Domestic abuse, cultural divide in spotlight as Chinese tech worker faces US charges in wife’s killing

Domestic abuse, cultural divide in spotlight as Chinese tech worker faces US charges in wife’s killing

After receiving a tip in mid-January, police in northern California checked on a house to find a 27-year-old Google software engineer and Chinese national with “blood on his clothing, his legs, arms, and hands” and his wife’s lifeless body nearby, according to court documents. Sitting motionless on his knees, Chen Liren had his hands in the air and was staring ahead blankly, a police report added.

California Superior Court documents identified the victim on the bedroom floor in their US$2 million home as Yu Xuanyi, also 27 and a Google software engineer. “I believe Suspect Chen murdered his wife, victim Yu, by striking her in the head repeatedly,” a Santa Clara detective wrote.

Silicon Valley is known for its corporate campuses and toy-strewn open offices.
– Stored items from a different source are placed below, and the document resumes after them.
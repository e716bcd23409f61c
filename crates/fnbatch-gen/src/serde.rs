use std::collections::BTreeMap;
use std::iter::FromIterator;

use fnbatch_core::errors::{BatchError, ErrorInfo};
use serde::{de::DeserializeOwned, Serialize};
use serde_json::{Map, Value};

fn serde_error(code: &str, err: impl ToString) -> BatchError {
    BatchError::Serde(ErrorInfo::new(code, err.to_string()))
}

fn canonicalize(value: Value) -> Value {
    match value {
        Value::Object(map) => {
            let ordered = map
                .into_iter()
                .map(|(key, value)| (key, canonicalize(value)))
                .collect::<BTreeMap<_, _>>();
            Value::Object(Map::from_iter(ordered))
        }
        Value::Array(values) => Value::Array(values.into_iter().map(canonicalize).collect()),
        other => other,
    }
}

/// Serializes a value into JSON bytes with object keys sorted, independent of
/// insertion order. Used for hashing, not for batch output.
pub fn to_canonical_json_bytes<T: Serialize>(value: &T) -> Result<Vec<u8>, BatchError> {
    let value = serde_json::to_value(value).map_err(|err| serde_error("json.serialize", err))?;
    let canonical = canonicalize(value);
    let mut bytes = Vec::new();
    serde_json::to_writer(&mut bytes, &canonical).map_err(|err| serde_error("json.write", err))?;
    Ok(bytes)
}

/// Serializes a value into JSON bytes keeping its declared key order.
pub fn to_json_bytes<T: Serialize>(value: &T, pretty: bool) -> Result<Vec<u8>, BatchError> {
    let result = if pretty {
        serde_json::to_vec_pretty(value)
    } else {
        serde_json::to_vec(value)
    };
    result.map_err(|err| serde_error("json.serialize", err))
}

/// Deserializes a value from JSON bytes.
pub fn from_json_slice<T: DeserializeOwned>(data: &[u8]) -> Result<T, BatchError> {
    serde_json::from_slice(data).map_err(|err| serde_error("json.deserialize", err))
}

/// Deserializes a YAML payload into the requested type.
pub fn from_yaml_slice<T: DeserializeOwned>(data: &[u8]) -> Result<T, BatchError> {
    serde_yaml::from_slice(data).map_err(|err| serde_error("yaml.deserialize", err))
}
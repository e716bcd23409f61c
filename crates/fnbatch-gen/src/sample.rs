use fnbatch_core::errors::{BatchError, ErrorInfo};

/// Returns the indices picked by [`evenly_distributed_subset`] for a sequence
/// of length `len` reduced to `n` entries.
///
/// The first and last index are always kept. The `n - 2` interior picks start
/// at index 1 and advance by `floor((len - 2) / (n - 2))`.
pub fn evenly_distributed_indices(len: usize, n: usize) -> Result<Vec<usize>, BatchError> {
    if len == 0 || n == 0 {
        return Err(BatchError::Sampler(
            ErrorInfo::new(
                "sampler.invalid",
                "cannot sample an empty sequence or request zero items",
            )
            .with_context("len", len.to_string())
            .with_context("n", n.to_string()),
        ));
    }
    if len <= n {
        return Ok((0..len).collect());
    }
    if n == 1 {
        return Ok(vec![0]);
    }
    let mut indices = Vec::with_capacity(n);
    indices.push(0);
    if n > 2 {
        let interval = (len - 2) / (n - 2);
        indices.extend((0..n - 2).map(|step| 1 + step * interval));
    }
    indices.push(len - 1);
    Ok(indices)
}

/// Picks `n` evenly spaced items from `items`, keeping both edges.
///
/// Sequences that already fit are returned unchanged.
pub fn evenly_distributed_subset<T: Clone>(items: &[T], n: usize) -> Result<Vec<T>, BatchError> {
    let indices = evenly_distributed_indices(items.len(), n)?;
    Ok(indices.into_iter().map(|idx| items[idx].clone()).collect())
}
But the grisly case has highlighted another side, the stress that high-powered engineers and other immigrants face as they battle professional and cultural hurdles and pressing social expectations. Compounding the problem is a huge shortfall in US mental health and domestic abuse services catering to Asian-Americans, as immigrants grapple with language issues and different notions of privacy that often discourage them from seeking help.

“If only there wasn’t such a strong stigma, and given early intervention, a lot of these tragedies could be avoided,” said Elaine Peng, president of the Mental Health Association for Chinese Communities, based in Castro Valley, California, which is among the few groups in Silicon Valley or elsewhere catering to troubled Cantonese- and Mandarin-speakers. “It’s too bad that nobody noticed the seriousness of his problem so he could get help early on.”

image
Chen Liren has been charged with first-degree murder in the beating death of his wife, Yu Xuanyi, discovered on January 16 at their home in California. Photo: SCMP composite/Shutterstock/Weibo

Many details and the motivation behind Chen’s alleged murder of Yu remain unknown and may only emerge at trial later this year. Nor is it known if Chen will cite mental health in his defence. But experts say problems the couple appeared to face fit patterns commonly seen in their counselling work.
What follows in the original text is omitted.